* PROBLEM DETAILS
Give back exactly the first lines of the entries below, through the line with "pub struct SignalHandler".

* TASK INPUTS

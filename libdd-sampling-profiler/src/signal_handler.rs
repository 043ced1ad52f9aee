// Copyright 2025-Present Datadog, Inc. https://www.datadoghq.com/
// SPDX-License-Identifier: Apache-2.0

//! Process-wide signal-handler records.
//!
//! A [`SignalHandler`] record owns one signal number and provides what a
//! sampling dispatch needs from it:
//!
//! 1. looking up an associated data pointer from signal-handler context,
//! 2. a disable operation that blocks until every dispatch running at the
//!    time of the call has left its [`HandlerScope`],
//! 3. RAII scoping for use inside handlers, and
//! 4. chaining to whatever action was installed before ours.
//!
//! Once a record exists for a signal its handler function can never change,
//! and the record itself is never freed: a signal delivered concurrently with
//! teardown may still be on its way into the dispatch path. `uninstall`
//! restores the previously-saved OS action and retires the record; a later
//! `enable` revives it.
//!
//! Control-side operations (`enable`, `disable`, `uninstall`, `set_data`) are
//! not reentrant and must be serialized by the caller.

use crate::phaser::{Phase, Phaser};
use anyhow::Context;
use nix::sys::signal::{self, SaFlags, SigAction, SigHandler, SigSet, Signal};
use std::sync::atomic::{AtomicBool, AtomicPtr, Ordering};

/// Handler signature installed at the OS level.
pub type RawHandler = extern "C" fn(libc::c_int, *mut libc::siginfo_t, *mut libc::c_void);

// Linux seems to have the most, supporting up to 64 inclusive
// https://man7.org/linux/man-pages/man7/signal.7.html
const MAX_SIGNALS: usize = 65;

static REGISTERED: [AtomicPtr<SignalHandler>; MAX_SIGNALS] =
    [const { AtomicPtr::new(std::ptr::null_mut()) }; MAX_SIGNALS];

pub struct SignalHandler {
    signal: Signal,
    handler: RawHandler,
    data: AtomicPtr<libc::c_void>,
    phaser: Phaser,
    installed: AtomicBool,
    enabled: AtomicBool,
    // Leaked boxes: a straggler dispatch may chain through a saved action at
    // any time, so old actions are replaced but never freed.
    old_action: AtomicPtr<SigAction>,
}

impl SignalHandler {
    /// Returns the process-wide record for `signal`, creating it on first
    /// call.
    ///
    /// Panics when the signal was registered earlier with a different handler
    /// function; the handler of a record cannot change for the life of the
    /// process.
    pub fn initialize(signal: Signal, handler: RawHandler) -> &'static SignalHandler {
        let index = signal as libc::c_int as usize;
        loop {
            let existing = REGISTERED[index].load(Ordering::Acquire);
            if !existing.is_null() {
                // SAFETY: records are never freed once published.
                let record = unsafe { &*existing };
                assert!(
                    record.handler == handler,
                    "{signal} is already registered with a different handler"
                );
                return record;
            }

            let record = Box::into_raw(Box::new(SignalHandler {
                signal,
                handler,
                data: AtomicPtr::new(std::ptr::null_mut()),
                phaser: Phaser::new(),
                installed: AtomicBool::new(false),
                enabled: AtomicBool::new(false),
                old_action: AtomicPtr::new(std::ptr::null_mut()),
            }));
            if REGISTERED[index]
                .compare_exchange(
                    std::ptr::null_mut(),
                    record,
                    Ordering::AcqRel,
                    Ordering::Acquire,
                )
                .is_ok()
            {
                // SAFETY: just published, never freed.
                return unsafe { &*record };
            }
            // Lost the race; ours was never published.
            // SAFETY: we exclusively own this unpublished box.
            drop(unsafe { Box::from_raw(record) });
        }
    }

    /// Installs the OS-level handler if it is not currently installed, saving
    /// the action found there for chaining and restoration, then starts
    /// accepting dispatches.
    pub fn enable(&self) -> anyhow::Result<()> {
        if !self.installed.load(Ordering::Acquire) {
            let action = SigAction::new(
                SigHandler::SigAction(self.handler),
                SaFlags::SA_SIGINFO
                    | SaFlags::SA_NODEFER
                    | SaFlags::SA_ONSTACK
                    | SaFlags::SA_RESTART,
                SigSet::empty(),
            );
            // SAFETY: the handler function stays valid for the lifetime of
            // the process, as does the record it consults.
            let old = unsafe { signal::sigaction(self.signal, &action) }
                .with_context(|| format!("Failed to install handler for {}", self.signal))?;
            self.old_action
                .store(Box::into_raw(Box::new(old)), Ordering::Release);
            self.installed.store(true, Ordering::Release);
        }
        self.enabled.store(true, Ordering::Relaxed);
        Ok(())
    }

    /// Stops accepting dispatches and waits for every dispatch running at
    /// the time of this call to leave its scope. The OS-level action is left
    /// in place, so further deliveries are swallowed by the disabled scope.
    pub fn disable(&self) {
        self.enabled.store(false, Ordering::Relaxed);
        self.phaser.drain();
    }

    /// Disables the record, restores the previously-saved OS action and
    /// retires the record. A later [`SignalHandler::enable`] revives it.
    pub fn uninstall(&self) -> anyhow::Result<()> {
        self.enabled.store(false, Ordering::Relaxed);
        let old = self.old_action.load(Ordering::Acquire);
        if self.installed.load(Ordering::Acquire) && !old.is_null() {
            // SAFETY: saved actions are leaked, never freed.
            let old = unsafe { &*old };
            // SAFETY: restoring an action previously captured by sigaction.
            unsafe { signal::sigaction(self.signal, old) }
                .with_context(|| format!("Failed to restore previous action for {}", self.signal))?;
        }
        self.phaser.drain();
        self.installed.store(false, Ordering::Release);
        Ok(())
    }

    /// Publishes `data` for retrieval by dispatches via [`HandlerScope::data`].
    pub fn set_data(&self, data: *mut libc::c_void) {
        self.data.store(data, Ordering::Relaxed);
    }

    /// Whether a [`SignalHandler::disable`] or [`SignalHandler::uninstall`]
    /// drain is currently blocked on in-flight dispatches. Momentary by
    /// nature; meant for diagnostics and tests.
    pub fn is_draining(&self) -> bool {
        self.phaser.is_draining()
    }

    /// Call first thing from a registered handler function. Aborts if no
    /// record exists for `signum`, which would mean the registry is corrupt.
    pub fn enter_handler(signum: libc::c_int) -> HandlerScope<'static> {
        let Some(record) = Self::lookup(signum) else {
            // SAFETY: abort is async-signal-safe.
            unsafe { libc::abort() };
        };
        if !record.installed.load(Ordering::Acquire) || !record.enabled.load(Ordering::Relaxed) {
            return HandlerScope {
                record,
                phase: None,
            };
        }
        let phase = record.phaser.enter();
        HandlerScope {
            record,
            phase: Some(phase),
        }
    }

    fn lookup(signum: libc::c_int) -> Option<&'static SignalHandler> {
        if signum <= 0 || signum as usize >= MAX_SIGNALS {
            return None;
        }
        let record = REGISTERED[signum as usize].load(Ordering::Acquire);
        if record.is_null() {
            None
        } else {
            // SAFETY: records are never freed once published.
            Some(unsafe { &*record })
        }
    }

    /// How we chain depends on what kind of action we're chaining to.
    /// https://www.gnu.org/software/libc/manual/html_node/Signal-Handling.html
    unsafe fn chain_to_previous_action(
        &self,
        signum: libc::c_int,
        info: *mut libc::siginfo_t,
        ucontext: *mut libc::c_void,
    ) {
        let old = self.old_action.load(Ordering::Acquire);
        if old.is_null() {
            return;
        }
        // SAFETY: saved actions are leaked, never freed.
        let old = unsafe { &*old };
        match old.handler() {
            SigHandler::SigDfl => {
                // Reinstate the default action and re-deliver so the kernel
                // side of the disposition (termination, core dump) runs.
                if unsafe { signal::sigaction(self.signal, old) }.is_err() {
                    // SAFETY: abort is async-signal-safe.
                    unsafe { libc::abort() };
                }
                // SAFETY: re-raising the signal we are handling.
                unsafe { libc::raise(signum) };
            }
            SigHandler::SigIgn => (),
            SigHandler::Handler(f) => f(signum),
            SigHandler::SigAction(f) => f(signum, info, ucontext),
        }
    }

    unsafe fn chain_to_previous_handler(
        &self,
        signum: libc::c_int,
        info: *mut libc::siginfo_t,
        ucontext: *mut libc::c_void,
    ) {
        let old = self.old_action.load(Ordering::Acquire);
        if old.is_null() {
            return;
        }
        // SAFETY: saved actions are leaked, never freed.
        let old = unsafe { &*old };
        match old.handler() {
            // Default and ignore dispositions are not handler functions; the
            // signal stops here.
            SigHandler::SigDfl | SigHandler::SigIgn => (),
            SigHandler::Handler(f) => f(signum),
            SigHandler::SigAction(f) => f(signum, info, ucontext),
        }
    }
}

* EXPECTED ANSWER
filename libdd-sampling-profiler/src/signal_handler.rs
repository 043ced1ad52f9aee
// Copyright 2025-Present Datadog, Inc. https://www.datadoghq.com/
// SPDX-License-Identifier: Apache-2.0

//! Process-wide signal-handler records.
//!
//! A [`SignalHandler`] record owns one signal number and provides what a
//! sampling dispatch needs from it:
//!
//! 1. looking up an associated data pointer from signal-handler context,
//! 2. a disable operation that blocks until every dispatch running at the
//!    time of the call has left its [`HandlerScope`],
//! 3. RAII scoping for use inside handlers, and
//! 4. chaining to whatever action was installed before ours.
//!
//! Once a record exists for a signal its handler function can never change,
//! and the record itself is never freed: a signal delivered concurrently with
//! teardown may still be on its way into the dispatch path. `uninstall`
//! restores the previously-saved OS action and retires the record; a later
//! `enable` revives it.
//!
//! Control-side operations (`enable`, `disable`, `uninstall`, `set_data`) are
//! not reentrant and must be serialized by the caller.

use crate::phaser::{Phase, Phaser};
use anyhow::Context;
use nix::sys::signal::{self, SaFlags, SigAction, SigHandler, SigSet, Signal};
use std::sync::atomic::{AtomicBool, AtomicPtr, Ordering};

/// Handler signature installed at the OS level.
pub type RawHandler = extern "C" fn(libc::c_int, *mut libc::siginfo_t, *mut libc::c_void);

// Linux seems to have the most, supporting up to 64 inclusive
// https://man7.org/linux/man-pages/man7/signal.7.html
const MAX_SIGNALS: usize = 65;

static REGISTERED: [AtomicPtr<SignalHandler>; MAX_SIGNALS] =
    [const { AtomicPtr::new(std::ptr::null_mut()) }; MAX_SIGNALS];

pub struct SignalHandler {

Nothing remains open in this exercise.